生活保護を受給しようとして福祉事務所の審査を通過するためには、車や持ち家、僅かな蓄えすら処分し、丸裸になる必要がある。その上に、冠婚葬祭費や交際費も出せないくらいに「真正の貧困者」となることが要求される。その結果、当人の生活や健康状態、精神状態は荒廃して、就労や社会参加は遠のき、社会の関係性までも破壊されて、本来の趣旨である自立は不可能となってしまう。

大阪市天王寺区が保護受給者の素行調査を行っていた。行政による違法行為だが、大阪市は「適正化チーム」(不正受給調査専任チーム)のために1億円以上もの予算を計上している(2013年度)。不正受給は少額で悪意の少ない事例が多く、保護費全体の0.5%未満だ。一方、日本では最低生活費以下の収入の人が保護受給する捕捉率は、2割に満たず、英独仏などの3分の1以下であり、不正受給より給付されないことがはるかに問題だ。

生活保護は、憲法25条が定める「健康で文化的な最低限度の生活を営む権利」(生存権)を保障する制度で、「最後の安全網(セーフティネット)」と呼ばれる。しかし、自民党政府は8月から保護費を2年半かけて8.3%減らした。さらに、政府は先の通常国会に(1)申請時に資産や収入に関する書類の提出を義務付け(2)親族の扶養義務を強化-などの抑制策を盛り込んだ生活保護法「改正」案を提出した。これは、自治体が窓口で申請を拒む違法行為である水際作戦などを合法化し、憲法25条を冒すものだ。前国会では審議未了・廃案となったが、再提出と成立が狙われている。

保護申請しようとしたシングルマザーに申請用紙を渡さなかった舞鶴市の事例や、ここ10年ほどで3人の餓死者を出した北九州市の水際作戦などの行政による違法行為の事例が列挙される。生活保護法の精神が現場で捻じ曲げられ、「最後のセーフティネット」の役割を果たせていない。さらに、現場のケースワーカー(CW)が受給者に暴言を吐いたり、プライバシーに過度に介入したり、「貧困ビジネス」である無料低額宿泊所に押しこむケースなどが紹介される。CWは保護の開始と打切りに関する権限を有し、受給者に対して絶対的に優位で、パワハラが生じてくる。ただし、CWの暴走は、人員不足、専門性欠落という要因が大きい。予算削減や過酷な労働環境でも受給者に向き合うCWもいることはおさえたい。

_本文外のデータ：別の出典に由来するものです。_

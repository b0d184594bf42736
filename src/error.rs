//! Error types for the pdf2png-api library.
//!
//! Every request is all-or-nothing: a single page that fails to render, a
//! parsing job that errors out, or a download that returns 404 aborts the
//! whole request. There is therefore exactly one error type,
//! [`Pdf2PngError`], returned by every pipeline stage and by the
//! orchestration functions in [`crate::convert`].
//!
//! Mapping to HTTP status codes lives in [`crate::server`]; this module only
//! classifies errors (see [`Pdf2PngError::is_client_error`]).

use std::fmt;
use thiserror::Error;

/// The pipeline stage that ran out of time.
#[derive(Debug, Clone, Copy, PartialEq, Eq)]
pub enum Stage {
    Download,
    Render,
    Extraction,
}

impl fmt::Display for Stage {
    fn fmt(&self, f: &mut fmt::Formatter<'_>) -> fmt::Result {
        let name = match self {
            Stage::Download => "download",
            Stage::Render => "rasterisation",
            Stage::Extraction => "markdown extraction",
        };
        f.write_str(name)
    }
}

/// All errors returned by the pdf2png-api library.
#[derive(Debug, Error)]
pub enum Pdf2PngError {
    // ── Input errors ──────────────────────────────────────────────────────
    /// The source URL could not be fetched or answered with a non-2xx status.
    #[error("Failed to download PDF from '{url}': {reason}")]
    DownloadFailed {
        url: String,
        status: Option<u16>,
        reason: String,
    },

    /// Zoom factor outside the accepted range.
    #[error("Zoom must be between {min} and {max} (inclusive), got {zoom}")]
    InvalidZoom { zoom: i64, min: u32, max: u32 },

    // ── PDF errors ────────────────────────────────────────────────────────
    /// The downloaded bytes are not a PDF pdfium can open.
    #[error("Document is not a readable PDF: {detail}")]
    MalformedDocument { detail: String },

    /// pdfium-render returned an error for a specific page.
    #[error("Rasterisation failed for page {page}: {detail}")]
    RasterisationFailed { page: usize, detail: String },

    /// Could not bind to a pdfium library.
    #[error(
        "Failed to bind to pdfium library: {0}\n\
Set PDFIUM_LIB_PATH=/path/to/libpdfium to use an existing copy."
    )]
    PdfiumBindingFailed(String),

    // ── Parsing service errors ────────────────────────────────────────────
    /// The external Markdown parsing service failed.
    #[error("Markdown extraction failed: {0}")]
    ExtractionFailed(String),

    // ── Resource errors ───────────────────────────────────────────────────
    /// A stage exceeded its time budget.
    #[error("The {stage} stage timed out after {secs}s")]
    Timeout { stage: Stage, secs: u64 },

    /// The per-request scratch file could not be created or written.
    #[error("Failed to prepare scratch file: {0}")]
    ScratchFile(#[source] std::io::Error),

    /// The request body is not valid JSON or does not match the expected shape.
    #[error("Invalid request body: {0}")]
    InvalidRequest(String),

    // ── Config errors ─────────────────────────────────────────────────────
    /// Builder validation failed.
    #[error("Invalid configuration: {0}")]
    InvalidConfig(String),

    // ── Catch-all ─────────────────────────────────────────────────────────
    /// Unexpected internal error.
    #[error("Internal error: {0}")]
    Internal(String),
}

impl Pdf2PngError {
    /// `true` for errors caused by the request itself rather than by the
    /// document, the parsing service, or this process.
    pub fn is_client_error(&self) -> bool {
        matches!(
            self,
            Pdf2PngError::InvalidZoom { .. }
                | Pdf2PngError::DownloadFailed { .. }
                | Pdf2PngError::InvalidRequest(_)
        )
    }

    /// Short machine-readable name used in HTTP error bodies.
    pub fn kind(&self) -> &'static str {
        match self {
            Pdf2PngError::DownloadFailed { .. } => "download_failed",
            Pdf2PngError::InvalidZoom { .. } => "invalid_zoom",
            Pdf2PngError::MalformedDocument { .. } => "malformed_document",
            Pdf2PngError::RasterisationFailed { .. } => "rasterisation_failed",
            Pdf2PngError::PdfiumBindingFailed(_) => "pdfium_unavailable",
            Pdf2PngError::ExtractionFailed(_) => "extraction_failed",
            Pdf2PngError::Timeout { .. } => "timeout",
            Pdf2PngError::ScratchFile(_) => "scratch_file",
            Pdf2PngError::InvalidRequest(_) => "invalid_request",
            Pdf2PngError::InvalidConfig(_) => "invalid_config",
            Pdf2PngError::Internal(_) => "internal_error",
        }
    }
}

著者は現行の生活保護制度を守るだけではなく、例えば、現行法下でも可能な「医療扶助のみの単給」の実施、最低賃金の引上げなどを含むナショナル・ミニマムの実現など、生活保障の必要性を提起する。生活保護を切り下げると、最低賃金などとの連動を介して、人間破壊的労働と低福祉の現状は温存され、社会は一層貧困化する。最低生活保障としての生活保護の本来的運用と、生活が可能となる労働政策、生活保護以外のセーフティネットの拡充で貧困をなくすことこそが求められる。ぜひお読みいただきたい。